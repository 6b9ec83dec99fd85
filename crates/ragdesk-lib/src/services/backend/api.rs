// Backend HTTP API Operations
// reqwest implementation of JobApi

use async_trait::async_trait;
use reqwest::{multipart, Client, Response};
use serde::de::DeserializeOwned;
use std::path::Path;
use std::time::Duration;

use super::error::{JobError, JobResult};
use super::types::*;
use super::{JobApi, QaTarget};
use crate::models::{AskResponse, JobKind, JobStatus};

/// HTTP client for the RAG backend
pub struct HttpJobClient {
    client: Client,
    base_url: String,
}

impl HttpJobClient {
    pub fn new(base_url: &str, timeout_secs: u64) -> JobResult<Self> {
        let client = Client::builder()
            .timeout(Duration::from_secs(timeout_secs))
            .build()
            .map_err(|e| JobError::ConnectionFailed {
                endpoint: base_url.to_string(),
                message: e.to_string(),
            })?;

        Ok(Self {
            client,
            base_url: base_url.to_string(),
        })
    }

    fn api_url(&self, path: &str) -> String {
        let base = self.base_url.trim_end_matches('/');
        format!("{}{}", base, path)
    }

    /// Status path for a job kind
    fn status_path(job_id: &str, kind: JobKind) -> String {
        let id = urlencoding::encode(job_id);
        match kind {
            JobKind::IngestCode => format!("/code/status/{}", id),
            JobKind::IngestLog => format!("/logs/status/{}", id),
            // Reindex jobs report through the analysis status endpoint
            JobKind::Analyze | JobKind::Reindex => format!("/qa/analyze/{}", id),
        }
    }

    async fn send(
        &self,
        path: &str,
        request: reqwest::RequestBuilder,
    ) -> JobResult<Response> {
        let response = request.send().await.map_err(|e| JobError::ConnectionFailed {
            endpoint: path.to_string(),
            message: e.to_string(),
        })?;

        if !response.status().is_success() {
            let status = response.status().as_u16();
            let body = response.text().await.unwrap_or_default();
            return Err(JobError::HttpStatus {
                endpoint: path.to_string(),
                status,
                body,
            });
        }

        Ok(response)
    }

    async fn parse<T: DeserializeOwned>(path: &str, response: Response) -> JobResult<T> {
        let text = response.text().await.map_err(|e| JobError::ConnectionFailed {
            endpoint: path.to_string(),
            message: e.to_string(),
        })?;

        serde_json::from_str(&text).map_err(|e| JobError::ParseError {
            endpoint: path.to_string(),
            message: e.to_string(),
        })
    }

    async fn post_json<B, T>(&self, path: &str, body: &B, no_cache: bool) -> JobResult<T>
    where
        B: serde::Serialize + ?Sized + Sync,
        T: DeserializeOwned,
    {
        let mut request = self.client.post(self.api_url(path)).json(body);
        if no_cache {
            request = request
                .header(reqwest::header::CACHE_CONTROL, "no-cache")
                .header(reqwest::header::PRAGMA, "no-cache");
        }
        let response = self.send(path, request).await?;
        Self::parse(path, response).await
    }

    async fn upload(&self, path: &str, file: &Path, project_name: &str) -> JobResult<IngestStarted> {
        let data = tokio::fs::read(file).await?;
        let file_name = file
            .file_name()
            .map(|n| n.to_string_lossy().to_string())
            .unwrap_or_else(|| "upload".to_string());

        let form = multipart::Form::new()
            .part("file", multipart::Part::bytes(data).file_name(file_name))
            .text("project_name", project_name.to_string());

        log::debug!("Uploading {} to {}", file.display(), path);

        let request = self.client.post(self.api_url(path)).multipart(form);
        let response = self.send(path, request).await?;
        let started: JobStartedResponse = Self::parse(path, response).await?;

        Ok(IngestStarted {
            job_id: started.job_id,
            collection_name: started.collection_name,
        })
    }
}

#[async_trait]
impl JobApi for HttpJobClient {
    async fn start_ingest(&self, source: &IngestSource) -> JobResult<IngestStarted> {
        match source {
            IngestSource::Archive { path, name } => {
                let endpoint = format!("/code/upload/{}", ArchiveFormat::from_path(path).as_str());
                self.upload(&endpoint, path, name).await
            }
            IngestSource::LogFile { path, name } => self.upload("/logs/upload", path, name).await,
            IngestSource::GitHub { url, name } => {
                let payload = GitHubIngestPayload {
                    url: url.clone(),
                    name: name.clone(),
                };
                let started: JobStartedResponse = self.post_json("/code/github", &payload, false).await?;
                Ok(IngestStarted {
                    job_id: started.job_id,
                    collection_name: started.collection_name,
                })
            }
        }
    }

    async fn start_analysis(
        &self,
        collection_name: &str,
        analysis_type: &str,
        file_path: Option<&str>,
    ) -> JobResult<String> {
        let payload = AnalyzePayload {
            collection_name,
            analysis_type,
            file_path,
        };
        let started: JobStartedResponse = self.post_json("/qa/analyze", &payload, true).await?;
        Ok(started.job_id)
    }

    async fn start_reindex(&self, collection_name: &str) -> JobResult<String> {
        let payload = ReindexPayload { collection_name };
        let started: JobStartedResponse = self.post_json("/qa/reindex", &payload, true).await?;
        Ok(started.job_id)
    }

    async fn get_status(&self, job_id: &str, kind: JobKind) -> JobResult<JobStatus> {
        let path = Self::status_path(job_id, kind);
        let mut request = self.client.get(self.api_url(&path));

        if matches!(kind, JobKind::Analyze | JobKind::Reindex) {
            // Intermediaries must not serve a stale status
            let stamp = chrono::Utc::now().timestamp_millis().to_string();
            request = request
                .query(&[("_", stamp)])
                .header(reqwest::header::CACHE_CONTROL, "no-cache, no-store, must-revalidate")
                .header(reqwest::header::PRAGMA, "no-cache")
                .header(reqwest::header::EXPIRES, "0");
        }

        let response = self.send(&path, request).await?;
        Self::parse(&path, response).await
    }

    async fn ask(
        &self,
        target: QaTarget,
        collection_name: &str,
        question: &str,
    ) -> JobResult<AskResponse> {
        let path = match target {
            QaTarget::Code => "/qa/question",
            QaTarget::Log => "/logs/question",
        };
        let payload = QuestionPayload {
            collection_name,
            question,
        };
        self.post_json(path, &payload, false).await
    }
}

/// Default project name for a GitHub URL: the last path segment, without `.git`
pub fn github_repo_name(repo_url: &str) -> Option<String> {
    let parsed = url::Url::parse(repo_url.trim()).ok()?;
    let segment = parsed
        .path_segments()?
        .filter(|s| !s.is_empty())
        .last()?
        .to_string();
    let name = segment.strip_suffix(".git").unwrap_or(&segment);
    if name.is_empty() {
        None
    } else {
        Some(name.to_string())
    }
}
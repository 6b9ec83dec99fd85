// Poll policies
// Interval and budget parameters for the two polling flavors

use std::time::Duration;

use crate::models::JobKind;

/// Ingest: fixed delay between checks
pub const INGEST_POLL_INTERVAL_MS: u64 = 2_000;

/// Ingest: maximum status checks (2 minutes)
pub const INGEST_MAX_ATTEMPTS: u32 = 60;

/// Analysis and reindex: timer period
pub const BACKGROUND_POLL_INTERVAL_MS: u64 = 10_000;

/// Analysis and reindex: maximum status checks (10 minutes)
pub const BACKGROUND_MAX_ATTEMPTS: u32 = 60;

/// Consecutive failed checks before a background session gives up
pub const MAX_CONSECUTIVE_ERRORS: u32 = 3;

/// Parameters of the blocking (ingest) poll
#[derive(Debug, Clone, Copy, PartialEq, Eq)]
pub struct BlockingPolicy {
    pub interval: Duration,
    pub max_attempts: u32,
}

impl Default for BlockingPolicy {
    fn default() -> Self {
        Self {
            interval: Duration::from_millis(INGEST_POLL_INTERVAL_MS),
            max_attempts: INGEST_MAX_ATTEMPTS,
        }
    }
}

/// Parameters of the resilient (background) poll
#[derive(Debug, Clone, Copy, PartialEq, Eq)]
pub struct ResilientPolicy {
    pub interval: Duration,
    pub max_attempts: u32,
    pub max_consecutive_errors: u32,
    /// A 404 on the status endpoint ends the session as StatusUnavailable
    pub not_found_is_terminal: bool,
}

impl ResilientPolicy {
    /// Default policy for a job kind
    pub fn for_kind(kind: JobKind) -> Self {
        Self {
            not_found_is_terminal: kind == JobKind::Reindex,
            ..Self::default()
        }
    }
}

impl Default for ResilientPolicy {
    fn default() -> Self {
        Self {
            interval: Duration::from_millis(BACKGROUND_POLL_INTERVAL_MS),
            max_attempts: BACKGROUND_MAX_ATTEMPTS,
            max_consecutive_errors: MAX_CONSECUTIVE_ERRORS,
            not_found_is_terminal: false,
        }
    }
}
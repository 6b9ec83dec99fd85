// SQLite Schema Definitions and Migrations

use rusqlite::{params, Connection};

/// Current schema version
pub const CURRENT_VERSION: i32 = 1;

/// Migration struct containing version and SQL statements
struct Migration {
    version: i32,
    description: &'static str,
    up: &'static str,
}

/// All migrations in order
const MIGRATIONS: &[Migration] = &[Migration {
    version: 1,
    description: "Initial schema",
    up: r#"
        -- Settings (key-value store, also holds the project list)
        CREATE TABLE IF NOT EXISTS settings (
            key TEXT PRIMARY KEY,
            value TEXT NOT NULL,
            updated_at TEXT NOT NULL DEFAULT (datetime('now'))
        );
    "#,
}];

/// Run all pending migrations
pub fn run_migrations(conn: &Connection) -> Result<(), String> {
    conn.execute(
        r#"
        CREATE TABLE IF NOT EXISTS schema_version (
            version INTEGER PRIMARY KEY,
            applied_at TEXT NOT NULL DEFAULT (datetime('now')),
            description TEXT
        )
        "#,
        [],
    )
    .map_err(|e| format!("Failed to create schema_version table: {}", e))?;

    let current_version = get_version(conn).unwrap_or(0);

    for migration in MIGRATIONS {
        if migration.version > current_version {
            log::info!(
                "Running migration v{}: {}",
                migration.version,
                migration.description
            );

            conn.execute_batch(migration.up)
                .map_err(|e| format!("Migration v{} failed: {}", migration.version, e))?;

            conn.execute(
                "INSERT INTO schema_version (version, description) VALUES (?1, ?2)",
                params![migration.version, migration.description],
            )
            .map_err(|e| format!("Failed to record migration v{}: {}", migration.version, e))?;

            log::info!("Migration v{} completed", migration.version);
        }
    }

    Ok(())
}

/// Get the current schema version
pub fn get_version(conn: &Connection) -> Result<i32, String> {
    conn.query_row(
        "SELECT COALESCE(MAX(version), 0) FROM schema_version",
        [],
        |row| row.get(0),
    )
    .map_err(|e| format!("Failed to get schema version: {}", e))
}

/// Check if a table exists
pub fn table_exists(conn: &Connection, table_name: &str) -> Result<bool, String> {
    let count: i32 = conn
        .query_row(
            "SELECT COUNT(*) FROM sqlite_master WHERE type='table' AND name=?1",
            params![table_name],
            |row| row.get(0),
        )
        .map_err(|e| format!("Failed to check table existence: {}", e))?;
    Ok(count > 0)
}
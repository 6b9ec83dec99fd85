// Repository Layer
// Data access for the local store

pub mod kv_store;
pub mod project_repo;
pub mod settings_repo;

pub use kv_store::{KeyValueStore, MemoryStore};
pub use project_repo::{ProjectRepository, PROJECTS_KEY};
pub use settings_repo::SettingsRepository;
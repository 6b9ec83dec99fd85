// Job data models
// Server-side asynchronous work (ingest, analysis, reindex) and its polled status

use serde::{Deserialize, Serialize};
use std::collections::BTreeMap;

use super::project::ProjectType;

/// Stage shown while the backend has not reported one
pub const DEFAULT_STAGE: &str = "Processing";

/// Kind of server-side job
#[derive(Debug, Clone, Copy, Serialize, Deserialize, PartialEq, Eq, Hash)]
#[serde(rename_all = "snake_case")]
pub enum JobKind {
    IngestCode,
    IngestLog,
    Analyze,
    Reindex,
}

impl JobKind {
    /// Ingest kind for a project type
    pub fn ingest_for(project_type: ProjectType) -> Self {
        match project_type {
            ProjectType::Code => JobKind::IngestCode,
            ProjectType::Log => JobKind::IngestLog,
        }
    }

    /// Human label used in log lines and messages
    pub fn label(&self) -> &'static str {
        match self {
            JobKind::IngestCode => "Processing",
            JobKind::IngestLog => "Log processing",
            JobKind::Analyze => "Analysis",
            JobKind::Reindex => "Reindexing",
        }
    }
}

impl std::fmt::Display for JobKind {
    fn fmt(&self, f: &mut std::fmt::Formatter<'_>) -> std::fmt::Result {
        match self {
            JobKind::IngestCode => write!(f, "ingest-code"),
            JobKind::IngestLog => write!(f, "ingest-log"),
            JobKind::Analyze => write!(f, "analyze"),
            JobKind::Reindex => write!(f, "reindex"),
        }
    }
}

/// Status reported by the backend for a job.
/// Anything that is not a terminal state (`processing`, `pending`, ...) is Pending.
#[derive(Debug, Clone, Copy, Serialize, Deserialize, PartialEq, Eq)]
#[serde(rename_all = "snake_case")]
pub enum JobState {
    Completed,
    CompletedWithErrors,
    Failed,
    #[serde(other)]
    Pending,
}

impl JobState {
    /// `completed`, or `completed_with_errors` when no remediation applies
    pub fn is_success(&self) -> bool {
        matches!(self, JobState::Completed | JobState::CompletedWithErrors)
    }
}

/// Progress details attached to a status
#[derive(Debug, Clone, Default, Serialize, Deserialize, PartialEq)]
pub struct StatusDetails {
    #[serde(default)]
    pub progress_percentage: Option<f64>,
    #[serde(default)]
    pub current_stage: Option<String>,
    #[serde(default)]
    pub files_processed: Option<u64>,
    #[serde(default)]
    pub errors: Vec<String>,
}

/// Automatic analysis produced for uploaded log files
#[derive(Debug, Clone, Default, Serialize, Deserialize, PartialEq)]
pub struct LogAnalysis {
    #[serde(default)]
    pub summary: Option<String>,
    #[serde(default)]
    pub errors: Vec<String>,
    #[serde(default)]
    pub patterns: Option<String>,
    #[serde(default)]
    pub recommendations: Option<String>,
}

impl LogAnalysis {
    pub fn is_empty(&self) -> bool {
        self.summary.is_none()
            && self.errors.is_empty()
            && self.patterns.is_none()
            && self.recommendations.is_none()
    }
}

/// Polled status of a job
#[derive(Debug, Clone, Serialize, Deserialize, PartialEq)]
pub struct JobStatus {
    pub status: JobState,
    #[serde(default)]
    pub message: String,
    #[serde(default)]
    pub details: Option<StatusDetails>,
    /// Issue name -> finding text (analysis jobs)
    #[serde(default)]
    pub findings: Option<BTreeMap<String, String>>,
    #[serde(default)]
    pub collection_name: Option<String>,
    /// Automatic log analysis (log ingest jobs)
    #[serde(default)]
    pub analysis: Option<LogAnalysis>,
}

/// Progress snapshot pushed to the presentation layer
#[derive(Debug, Clone, PartialEq)]
pub struct Progress {
    pub percentage: f64,
    pub stage: String,
}

impl JobStatus {
    /// Progress with 0 / "Processing" defaults when the backend omits details
    pub fn progress(&self) -> Progress {
        let details = self.details.as_ref();
        Progress {
            percentage: details
                .and_then(|d| d.progress_percentage)
                .unwrap_or(0.0),
            stage: details
                .and_then(|d| d.current_stage.clone())
                .filter(|s| !s.is_empty())
                .unwrap_or_else(|| DEFAULT_STAGE.to_string()),
        }
    }

    /// Non-fatal issues the backend recorded while running the job
    pub fn detail_errors(&self) -> &[String] {
        self.details
            .as_ref()
            .map(|d| d.errors.as_slice())
            .unwrap_or(&[])
    }

    pub fn findings(&self) -> impl Iterator<Item = (&String, &String)> {
        self.findings.iter().flat_map(|f| f.iter())
    }
}
// Job Poller Module
//
// This module provides:
// - Blocking poll for ingest jobs (fixed delay, abort on first failed check)
// - Resilient poll for analysis and reindex jobs (timer driven, error tolerant)
// - Remediation detection for analyses run against outdated collections
// - Session registry keeping one session per slot
// - Presentation events and sinks

pub mod blocking;
pub mod events;
pub mod policy;
pub mod registry;
pub mod remediation;
pub mod resilient;

#[cfg(test)]
pub(crate) mod testing;

pub use blocking::poll_until_complete;
pub use events::{ChannelSink, NullSink, PollEvent, PollEventSink};
pub use policy::{BlockingPolicy, ResilientPolicy};
pub use registry::{PollSlot, SessionHandle, SessionRegistry};
pub use remediation::{findings_request_reindex, is_partial_success_needing_reindex, ReindexAction};
pub use resilient::{run_resilient, PollOutcome, PollTarget};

===

WHAT THE TASK REQUIRES >>
Each line above that includes "last" should be shown.

WRITTEN RESPONSE >>
/// Default project name for a GitHub URL: the last path segment, without `.git`
        .last()?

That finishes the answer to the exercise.